The following are specific optimization measures of OpenTSDB for queries:

  • Server side filter

HBase provides rich and extensible filters. The working principle of the filters is to scan the data on the server side, filter the data, and then return the results to the client. The optimization policy of server side filters can not reduce the amount of data scanned, but it can greatly reduce the amount of data transmitted. OpenTSDB converts the tagkey filters of certain criteria into the server side filters of the bottom-layer HBase. However, the effect of this optimization is limited, because the most critical factor affecting the query is the efficiency of the bottom-layer range scan, rather than the transmission efficiency.

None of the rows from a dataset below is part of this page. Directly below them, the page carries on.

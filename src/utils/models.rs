#[cfg(all(loom, shuttle))]
compile_error!("cannot use loom and shuttle at once");

#[cfg(loom)]
pub(crate) mod alloc {
  pub(crate) use ::loom::alloc::Layout;
  pub(crate) use ::loom::alloc::alloc;
  pub(crate) use ::loom::alloc::dealloc;
  pub(crate) use ::std::alloc::handle_alloc_error;
}

#[cfg(not(loom))]
pub(crate) mod alloc {
  pub(crate) use ::std::alloc::Layout;
  pub(crate) use ::std::alloc::alloc;
  pub(crate) use ::std::alloc::dealloc;
  pub(crate) use ::std::alloc::handle_alloc_error;
}

#[cfg(not(any(loom, shuttle)))]
pub(crate) mod sync {
  pub(crate) use ::std::sync::Mutex;

  pub(crate) mod atomic {
    pub(crate) use ::core::sync::atomic::AtomicPtr;
    pub(crate) use ::core::sync::atomic::AtomicU32;
    pub(crate) use ::core::sync::atomic::Ordering;
  }
}

#[cfg(loom)]
pub(crate) mod sync {
  pub(crate) use ::loom::sync::Mutex;

  pub(crate) mod atomic {
    pub(crate) use ::loom::sync::atomic::AtomicPtr;
    pub(crate) use ::loom::sync::atomic::AtomicU32;
    pub(crate) use ::loom::sync::atomic::Ordering;
  }
}

#[cfg(shuttle)]
pub(crate) mod sync {
  pub(crate) use ::shuttle::sync::Mutex;

  pub(crate) mod atomic {
    pub(crate) use ::shuttle::sync::atomic::AtomicPtr;
    pub(crate) use ::shuttle::sync::atomic::AtomicU32;
    pub(crate) use ::shuttle::sync::atomic::Ordering;
  }
}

  • Reduce the amount of data scanned in a range query

To improve the query efficiency, you still need to fundamentally reduce the amount of data scanned in the range. Note that this is not to reduce the scope of the query, but to reduce the amount of data scanned within that range. A critical filter of HBase, FuzzyRowFilter, is used here. FuzzyRowFilter can dynamically skip a certain amount of data when a range scan is performed according to specified criteria. However, this optimization can not be applied to all query criteria provided by OpenTSDB, and it is necessary to meet certain criteria, which are not explained in detail here. Those who are interested can learn about the principle of FuzzyRowFilter.

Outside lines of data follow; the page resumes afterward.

//! Core table implementation.
//!
//! A fixed array of cache-padded buckets plus a padded entry counter. All
//! concurrency control lives in [`Bucket`]; this layer only routes keys to
//! buckets and tracks the entry count.

use core::fmt::Debug;
use core::fmt::DebugMap;
use core::fmt::Formatter;
use core::fmt::Result as FmtResult;
use core::mem::MaybeUninit;

use crossbeam_utils::CachePadded;

use crate::array::Array;
use crate::bucket::Bucket;
use crate::index::Concrete;
use crate::params::Params;
use crate::sync::atomic::AtomicU32;
use crate::sync::atomic::Ordering::Relaxed;

// -----------------------------------------------------------------------------
// Table State
// -----------------------------------------------------------------------------

#[repr(C)]
pub(crate) struct Table<P>
where
  P: Params + ?Sized,
{
  volatile: CachePadded<Volatile>,
  buckets: Array<CachePadded<Bucket>, P>,
}

impl<P> Table<P>
where
  P: Params + ?Sized,
{
  #[track_caller]
  #[inline]
  pub(crate) fn new() -> Self {
    Self {
      volatile: CachePadded::new(Volatile::new()),
      buckets: Array::new(|_, slot: &mut MaybeUninit<CachePadded<Bucket>>| {
        slot.write(CachePadded::new(Bucket::new()));
      }),
    }
  }

  #[track_caller]
  #[inline]
  pub(crate) const fn cap(&self) -> usize {
    P::LENGTH.as_usize()
  }

  #[track_caller]
  #[inline]
  pub(crate) fn len(&self) -> u32 {
    self.volatile.entries.load(Relaxed)
  }

  #[track_caller]
  #[inline]
  pub(crate) fn is_empty(&self) -> bool {
    self.len() == 0
  }

  #[track_caller]
  #[inline]
  pub(crate) fn insert(&self, key: &str, value: u32) {
    let index: Concrete<P> = Concrete::locate(key);

    if self.buckets.get(index).insert(key, value) {
      self.volatile.entries.fetch_add(1, Relaxed);
    }
  }

  #[track_caller]
  #[inline]
  pub(crate) fn read(&self, key: &str) -> Option<u32> {
    let index: Concrete<P> = Concrete::locate(key);

    match self.buckets.get(index).find(key) {
      Some(node) => Some(node.get()),
      None => None,
    }
  }

  #[track_caller]
  #[inline]
  pub(crate) fn exists(&self, key: &str) -> bool {
    let index: Concrete<P> = Concrete::locate(key);

    self.buckets.get(index).find(key).is_some()
  }
}

impl<P> Debug for Table<P>
where
  P: Params + ?Sized,
{
  fn fmt(&self, f: &mut Formatter<'_>) -> FmtResult {
    let mut debug: DebugMap<'_, '_> = f.debug_map();

    for bucket in self.buckets.as_slice() {
      bucket.each(|node| {
        debug.entry(&node.key(), &node.get());
      });
    }

    debug.finish()
  }
}

// -----------------------------------------------------------------------------
// Volatile State
// -----------------------------------------------------------------------------

/// Mutable table state modified during operations.
///
/// Isolated from the bucket array handle via cache padding to avoid false
/// sharing with the read path.
struct Volatile {
  /// Number of distinct keys currently in the table.
  ///
  /// Incremented only when a new node is linked; overwrites do not touch it.
  entries: AtomicU32,
}

impl Volatile {
  #[inline]
  fn new() -> Self {
    Self {
      entries: AtomicU32::new(0),
    }
  }
}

  • Optimize a range query into a single-row query

This optimization is more extreme than the previous one. The optimization idea is very easy to understand. If I know the row key that corresponds to all the data to be queried, then I do not need to scan the range, but just query a single row. Similarly, the optimization can not be applied to all the query criteria provided by OpenTSDB, and it is also necessary to meet certain criteria. For a single-row query, a certain row key is required, and the components of a row key in the data table include the metric name, the timestamp and tags. The metric name and timestamp can be determined. If tags can also be determined, then we can piece together a complete row key. Therefore, to apply this optimization, you must provide the tag values corresponding to all the tag keys.

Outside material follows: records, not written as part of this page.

//! Validated bucket indices.
//!
//! [`Concrete<P>`] proves that an index is in-bounds for the bucket array of
//! a table configured with `P`, allowing unchecked array access.

use crate::hash::bernstein;
use crate::params::Params;
use crate::params::ParamsExt;

/// An index into the bucket array of a table configured with `P`.
///
/// Values are always less than [`Params::LENGTH`]; construction goes through
/// the bucket-selection hash, so the bound holds by masking.
#[repr(transparent)]
pub(crate) struct Concrete<P>
where
  P: ?Sized,
{
  source: usize,
  marker: ::core::marker::PhantomData<fn(P)>,
}

impl<P> Concrete<P>
where
  P: Params + ?Sized,
{
  /// Returns the index of the bucket holding `key`.
  ///
  /// With the power-of-two capacity, masking is exactly the
  /// `hash % LENGTH` of the table invariant.
  #[inline]
  pub(crate) fn locate(key: &str) -> Self {
    Self::new(bernstein(key.as_bytes()) as usize & P::MASK)
  }

  #[inline]
  pub(crate) const fn new(source: usize) -> Self {
    debug_assert!(source < P::LENGTH.as_usize());

    Self {
      source,
      marker: ::core::marker::PhantomData,
    }
  }

  #[inline]
  pub(crate) const fn get(self) -> usize {
    self.source
  }
}

impl<P> Clone for Concrete<P>
where
  P: ?Sized,
{
  #[inline]
  fn clone(&self) -> Self {
    *self
  }
}

impl<P> Copy for Concrete<P> where P: ?Sized {}

impl<P> ::core::cmp::PartialEq for Concrete<P>
where
  P: ?Sized,
{
  #[inline]
  fn eq(&self, other: &Self) -> bool {
    self.source == other.source
  }
}

impl<P> ::core::fmt::Debug for Concrete<P>
where
  P: ?Sized,
{
  fn fmt(&self, f: &mut ::core::fmt::Formatter<'_>) -> ::core::fmt::Result {
    ::core::fmt::Debug::fmt(&self.source, f)
  }
}

#[cfg(test)]
mod tests {
  use super::Concrete;
  use crate::hash::bernstein;
  use crate::params::ConstParams;
  use crate::params::Params;

  #[test]
  fn test_locate_matches_modulus() {
    type P = ConstParams<64>;

    for key in ["", "alice", "bob", "carol", "a longer key with spaces"] {
      let index: Concrete<P> = Concrete::locate(key);
      let expect: usize = bernstein(key.as_bytes()) as usize % P::LENGTH.as_usize();

      assert_eq!(index.get(), expect);
    }
  }

  #[test]
  fn test_locate_in_bounds() {
    type P = ConstParams<16>;

    for index in 0..1000 {
      let key: String = format!("key-{index}");

      assert!(Concrete::<P>::locate(&key).get() < P::LENGTH.as_usize());
    }
  }
}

The above is some optimization measures of OpenTSDB for HBase queries, but in addition to queries, groupby and precision reduction are required for the queried data. The computational overhead of groupby and precision reduction is also very considerable, depending on the amount of results after the query. For the optimization on the computation of groupby and precision reduction, almost all time series databases adopt the same optimization measures, namely, pre-aggregation and auto-rollup. The idea is to compute in advance, rather than after the query. However, OpenTSDB has not supported pre-aggregation or rollup as of the latest version. In version 2.4, which is under development, a slightly hacky solution is provided. It only provides a new interface to support writing the results of pre-aggregation and rollup. However, the computation of pre-aggregation and rollup of data still needs to be implemented by users themselves in the outer layer.

Summary

The advantage of OpenTSDB lies in the ability to write and store data, owed largely to the bottom layer's dependency on HBase. The disadvantage lies in the lack of ability to query and analyze data. Although many optimizations have been made in queries, these optimizations are not applicable to all query scenarios. Some people may say that OpenTSDB is the worst among several time series databases to be compared this time in terms of the tagvalue filtering query optimization. The support for pre-aggregation and auto-rollup is not available on groupby and downsampling queries. However, the OpenTSDB API is the richest in terms of functionality, which makes the OpenTSDB API a benchmark.